__Exercise requirements__
Copy nothing from the entries below except the lines from the one containing "self.runtime.safe_exit();" through the one containing "if meta.len() == 0", and copy those exactly.

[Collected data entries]
################

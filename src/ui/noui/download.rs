use anyhow::{Context, Result};
use tracing::{error, info};

use super::{Session, Tally};
use crate::catalog::CatalogGateway;
use crate::download::downloader::{SyncError, resolve_target};
use crate::download::models::{SyncOptions, SyncOutcome};

/// `download` 子命令：逐个目标执行同步。无法解析的目标记为失败，
/// 致命错误（含中断）立即终止并返回错误。
pub fn run_download(session: &mut Session, targets: &[String], force: bool) -> Result<()> {
    let options = SyncOptions {
        force,
        from_download: true,
    };
    let mut console = session.console();
    let mut tally = Tally::default();

    for target in targets {
        if session.interrupt.is_set() {
            break;
        }
        let (site, locator) = match resolve_target(&session.registry, &session.catalog, target) {
            Ok(found) => found,
            Err(err @ (SyncError::UnsupportedUrl(_)
            | SyncError::UnknownTarget(_)
            | SyncError::UnknownSite(_))) => {
                error!(target: "cli", "{err}");
                tally.record(SyncOutcome::Failed);
                continue;
            }
            Err(err) => return Err(err.into()),
        };
        match session.catalog.find_by_toc_url(locator.toc_url()) {
            Some(entry) => info!(target: "cli", "ID:{}　{}", entry.id, entry.title),
            None => info!(target: "cli", "新作品：{}", locator.toc_url()),
        }
        let outcome = session
            .orchestrator(&mut console)
            .start_download(site, locator, options)
            .with_context(|| format!("下载 {target} 时出错"))?;
        tally.record(outcome);
    }

    tally.print();
    Ok(())
}
use std::fs::{self, File};
use std::path::{Path, PathBuf};
use std::sync::atomic::{AtomicBool, Ordering};
use std::sync::{Arc, Mutex};
use std::{io, panic, thread, time::Duration};

use ctrlc;
use time::OffsetDateTime;
use time::macros::format_description;
use tracing::{error, info, warn};
use tracing_appender::non_blocking::{self, WorkerGuard};
use tracing_appender::rolling;
use tracing_subscriber::Layer;
use tracing_subscriber::filter::LevelFilter;
use tracing_subscriber::fmt;
use tracing_subscriber::fmt::writer::BoxMakeWriter;
use tracing_subscriber::layer::SubscriberExt;
use tracing_subscriber::util::SubscriberInitExt;
use zip::CompressionMethod;
use zip::write::FileOptions;

use super::interrupt::Interrupt;

const MAX_LOG_BYTES: u64 = 10 * 1024 * 1024; // 10MB
const ARCHIVE_WAIT_MS: u64 = 300; // allow file handles to settle on Windows

#[derive(Debug, thiserror::Error)]
pub enum LogError {
    #[error("logging already initialized")]
    AlreadyInitialized,
    #[error("subscriber init failed: {0}")]
    SubscriberInit(#[from] tracing_subscriber::util::TryInitError),
    #[error("io error: {0}")]
    Io(#[from] io::Error),
    #[error("zip error: {0}")]
    Zip(#[from] zip::result::ZipError),
    #[error("time formatting failed: {0}")]
    Time(#[from] time::error::Format),
}

#[derive(Clone, Debug)]
pub struct LogOptions {
    pub debug: bool,
    pub use_color: bool,
    pub archive_on_exit: bool,
    pub console: bool,
    pub logs_dir: PathBuf,
}

impl Default for LogOptions {
    fn default() -> Self {
        Self {
            debug: false,
            use_color: true,
            archive_on_exit: true,
            console: true,
            logs_dir: PathBuf::from("logs"),
        }
    }
}

pub struct LogSystem {
    runtime: Arc<LogRuntime>,
}

impl LogSystem {
    /// 初始化控制台与文件日志，并安装 Ctrl-C 处理器与 panic hook。
    ///
    /// 第一次 Ctrl-C 只置位 `interrupt`，由下载循环在安全点停止；第二次立即退出。
    pub fn init(options: LogOptions, interrupt: Interrupt) -> Result<Self, LogError> {
        let logs_dir = options.logs_dir.clone();
        fs::create_dir_all(&logs_dir)?;
        let latest_log = logs_dir.join("latest.log");

        archive_if_large(&latest_log, &logs_dir)?;

        let file_appender = rolling::never(&logs_dir, "latest.log");
        let (file_writer, guard) = non_blocking::NonBlockingBuilder::default()
            .lossy(false)
            .finish(file_appender);

        let console_level = if options.debug {
            LevelFilter::DEBUG
        } else {
            LevelFilter::INFO
        };

        let console_writer: BoxMakeWriter = if options.console {
            BoxMakeWriter::new(io::stdout)
        } else {
            BoxMakeWriter::new(io::sink)
        };

        let console_layer = fmt::layer()
            .with_target(false)
            .with_level(true)
            .with_ansi(options.use_color)
            .with_writer(console_writer)
            .with_filter(console_level);

        let file_layer = fmt::layer()
            .with_target(true)
            .with_level(true)
            .with_thread_names(true)
            .with_ansi(false)
            .with_writer(file_writer)
            .with_filter(LevelFilter::DEBUG);

        tracing_subscriber::registry()
            .with(console_layer)
            .with(file_layer)
            .try_init()
            .map_err(|e| {
                let msg = e.to_string();
                if msg.contains("global subscriber") || msg.contains("already") {
                    LogError::AlreadyInitialized
                } else {
                    LogError::SubscriberInit(e)
                }
            })?;

        let runtime = Arc::new(LogRuntime {
            logs_dir,
            latest_log,
            guard: Mutex::new(Some(guard)),
            exit_called: AtomicBool::new(false),
            archive_on_exit: options.archive_on_exit,
        });

        runtime.install_signal_handler(interrupt);
        runtime.install_panic_hook();

        Ok(Self { runtime })
    }
}

impl Drop for LogSystem {
    fn drop(&mut self) {
        self.runtime.safe_exit();
    }
}

struct LogRuntime {
    logs_dir: PathBuf,
    latest_log: PathBuf,
    guard: Mutex<Option<WorkerGuard>>,
    exit_called: AtomicBool,
    archive_on_exit: bool,
}

impl LogRuntime {
    fn install_signal_handler(self: &Arc<Self>, interrupt: Interrupt) {
        let runtime = Arc::clone(self);
        let _ = ctrlc::set_handler(move || {
            if !interrupt.trigger() {
                warn!("收到中断请求，当前话处理完后停止（再按一次 Ctrl-C 立即退出）");
                return;
            }
            runtime.safe_exit();
            std::process::exit(130);
        });
    }

    fn install_panic_hook(self: &Arc<Self>) {
        let runtime = Arc::clone(self);
        let previous = panic::take_hook();
        panic::set_hook(Box::new(move |info| {
            if let Some(location) = info.location() {
                error!("panic at {}:{}: {}", location.file(), location.line(), info);
            } else {
                error!("panic: {info}");
            }
            runtime.safe_exit();
            previous(info);
        }));
    }

    fn safe_exit(&self) {
        if self.exit_called.swap(true, Ordering::SeqCst) {
            return;
        }

        if let Ok(mut guard) = self.guard.lock() {
            guard.take();
        }

        thread::sleep(Duration::from_millis(ARCHIVE_WAIT_MS));

        if self.archive_on_exit
            && let Err(err) = archive_log_file(&self.latest_log, &self.logs_dir)
        {
            eprintln!("failed to archive log: {err}");
        }
    }
}

fn archive_if_large(latest_log: &Path, logs_dir: &Path) -> Result<(), LogError> {
    if let Ok(meta) = fs::metadata(latest_log)
        && meta.len() >= MAX_LOG_BYTES
    {
        archive_log_file(latest_log, logs_dir)?;
    }
    Ok(())
}

fn archive_log_file(latest_log: &Path, logs_dir: &Path) -> Result<Option<PathBuf>, LogError> {
    if !latest_log.exists() {
        return Ok(None);
    }
    let meta = fs::metadata(latest_log)?;
    if meta.len() == 0 {
        let _ = fs::remove_file(latest_log);
        return Ok(None);
    }

    let timestamp = OffsetDateTime::now_utc().format(format_description!(
        "[year][month][day]_[hour][minute][second]"
    ))?;
    let archive_path = logs_dir.join(format!("log_{timestamp}.zip"));
    let temp_log = logs_dir.join(format!("temp_{timestamp}.log"));
    fs::copy(latest_log, &temp_log)?;

    let file = File::create(&archive_path)?;
    let mut zip = zip::ZipWriter::new(file);
    let options = FileOptions::default().compression_method(CompressionMethod::Deflated);
    zip.start_file(format!("{timestamp}.log"), options)?;

    let mut temp_file = File::open(&temp_log)?;
    io::copy(&mut temp_file, &mut zip)?;
    zip.finish()?;

    let _ = fs::remove_file(&temp_log);
    let _ = fs::remove_file(latest_log);

    info!("log archived to {}", archive_path.display());
    Ok(Some(archive_path))
}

################

__Solution to this exercise__
        self.runtime.safe_exit();
    }
}

struct LogRuntime {
    logs_dir: PathBuf,
    latest_log: PathBuf,
    guard: Mutex<Option<WorkerGuard>>,
    exit_called: AtomicBool,
    archive_on_exit: bool,
}

impl LogRuntime {
    fn install_signal_handler(self: &Arc<Self>, interrupt: Interrupt) {
        let runtime = Arc::clone(self);
        let _ = ctrlc::set_handler(move || {
            if !interrupt.trigger() {
                warn!("收到中断请求，当前话处理完后停止（再按一次 Ctrl-C 立即退出）");
                return;
            }
            runtime.safe_exit();
            std::process::exit(130);
        });
    }

    fn install_panic_hook(self: &Arc<Self>) {
        let runtime = Arc::clone(self);
        let previous = panic::take_hook();
        panic::set_hook(Box::new(move |info| {
            if let Some(location) = info.location() {
                error!("panic at {}:{}: {}", location.file(), location.line(), info);
            } else {
                error!("panic: {info}");
            }
            runtime.safe_exit();
            previous(info);
        }));
    }

    fn safe_exit(&self) {
        if self.exit_called.swap(true, Ordering::SeqCst) {
            return;
        }

        if let Ok(mut guard) = self.guard.lock() {
            guard.take();
        }

        thread::sleep(Duration::from_millis(ARCHIVE_WAIT_MS));

        if self.archive_on_exit
            && let Err(err) = archive_log_file(&self.latest_log, &self.logs_dir)
        {
            eprintln!("failed to archive log: {err}");
        }
    }
}

fn archive_if_large(latest_log: &Path, logs_dir: &Path) -> Result<(), LogError> {
    if let Ok(meta) = fs::metadata(latest_log)
        && meta.len() >= MAX_LOG_BYTES
    {
        archive_log_file(latest_log, logs_dir)?;
    }
    Ok(())
}

fn archive_log_file(latest_log: &Path, logs_dir: &Path) -> Result<Option<PathBuf>, LogError> {
    if !latest_log.exists() {
        return Ok(None);
    }
    let meta = fs::metadata(latest_log)?;
    if meta.len() == 0 {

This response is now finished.